++++ Data in this exercise ++++

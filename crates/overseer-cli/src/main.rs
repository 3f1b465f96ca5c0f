use clap::Parser;
mod cli;
mod commands;

use cli::{Args, Commands};
use overseer_core::config::{self, LogFormat, LoggingConfig};
use overseer_core::domain::{ErrorKind, OverseerError};
use overseer_core::impls::TaskSourceError;
use tokio_util::sync::CancellationToken;
use tracing::warn;
use tracing_subscriber::EnvFilter;
use tracing_subscriber::layer::SubscriberExt;
use tracing_subscriber::util::SubscriberInitExt;

#[tokio::main]
async fn main() {
    let exit = match real_main().await {
        Ok(()) => 0,
        Err(e) => {
            eprintln!("error: {e:#}");
            exit_code_for_error(&e)
        }
    };

    std::process::exit(exit);
}

async fn real_main() -> anyhow::Result<()> {
    let args = Args::parse();
    let cfg = config::load(args.config.as_deref())?;
    init_tracing(&cfg.logging)?;

    let cancel = CancellationToken::new();
    let trigger = cancel.clone();
    tokio::spawn(async move {
        if tokio::signal::ctrl_c().await.is_ok() {
            warn!("received Ctrl+C; cancelling");
            trigger.cancel();
        }
    });

    match args.command {
        Commands::Run(run_args) => commands::run(run_args, &cfg, cancel).await,
        Commands::Eval(eval_args) => commands::eval(eval_args, &cfg, cancel).await,
    }
}

// 0: 成功
// 1: 下記以外
// 2: fail-fast または検証エラー
// 3: バッチの一部が失敗
// 130: キャンセル
fn exit_code_for_error(e: &anyhow::Error) -> i32 {
    for cause in e.chain() {
        if let Some(err) = cause.downcast_ref::<OverseerError>() {
            return match err.kind() {
                ErrorKind::FailFast | ErrorKind::Validation => 2,
                ErrorKind::Aggregate => 3,
                ErrorKind::Cancelled => 130,
                ErrorKind::Collaborator => 1,
            };
        }
        if let Some(err) = cause.downcast_ref::<TaskSourceError>() {
            return match err {
                TaskSourceError::Io { .. } => 1,
                TaskSourceError::Task { .. } | TaskSourceError::Invalid(_) => 2,
            };
        }
    }
    1
}

fn init_tracing(logging: &LoggingConfig) -> anyhow::Result<()> {
    if !logging.enabled {
        return Ok(());
    }

    let filter = match std::env::var("RUST_LOG") {
        Ok(v) if !v.trim().is_empty() => EnvFilter::from_default_env(),
        _ => EnvFilter::try_new(&logging.level)?,
    };

    let text_layer = (logging.format == LogFormat::Text)
        .then(|| tracing_subscriber::fmt::layer().with_writer(std::io::stderr));
    let json_layer = (logging.format == LogFormat::Json)
        .then(|| tracing_subscriber::fmt::layer().json().with_writer(std::io::stderr));

    tracing_subscriber::registry()
        .with(filter)
        .with(text_layer)
        .with(json_layer)
        .init();

    Ok(())
}

#[cfg(test)]
mod tests {
    use super::*;
    use anyhow::Context;
    use overseer_core::domain::{BatchFailure, Phase};

    #[test]
    fn exit_codes_follow_error_kind() {
        let cases = [
            (OverseerError::NoTasksConfigured, 2),
            (OverseerError::MissingJobId, 2),
            (OverseerError::Cancelled, 130),
            (
                OverseerError::Batch(BatchFailure {
                    phase: Phase::Run,
                    attempted: 2,
                    failures: vec![OverseerError::Cancelled],
                }),
                3,
            ),
        ];
        for (err, code) in cases {
            assert_eq!(exit_code_for_error(&anyhow::Error::new(err)), code);
        }
    }

    #[test]
    fn exit_code_looks_through_context() {
        let err: anyhow::Result<()> = Err(OverseerError::NoTasksConfigured).context("load tasks");
        assert_eq!(exit_code_for_error(&err.unwrap_err()), 2);
    }

    #[test]
    fn empty_query_dir_is_a_validation_failure() {
        let err = anyhow::Error::new(TaskSourceError::Invalid(OverseerError::NoTasksConfigured));
        assert_eq!(exit_code_for_error(&err), 2);
    }

    #[test]
    fn unclassified_errors_exit_one() {
        assert_eq!(exit_code_for_error(&anyhow::anyhow!("boom")), 1);
    }
}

++++

Your objective:
Within the material above, tally each line that contains "stderr" and respond with the tally only.

Solution to this task:
2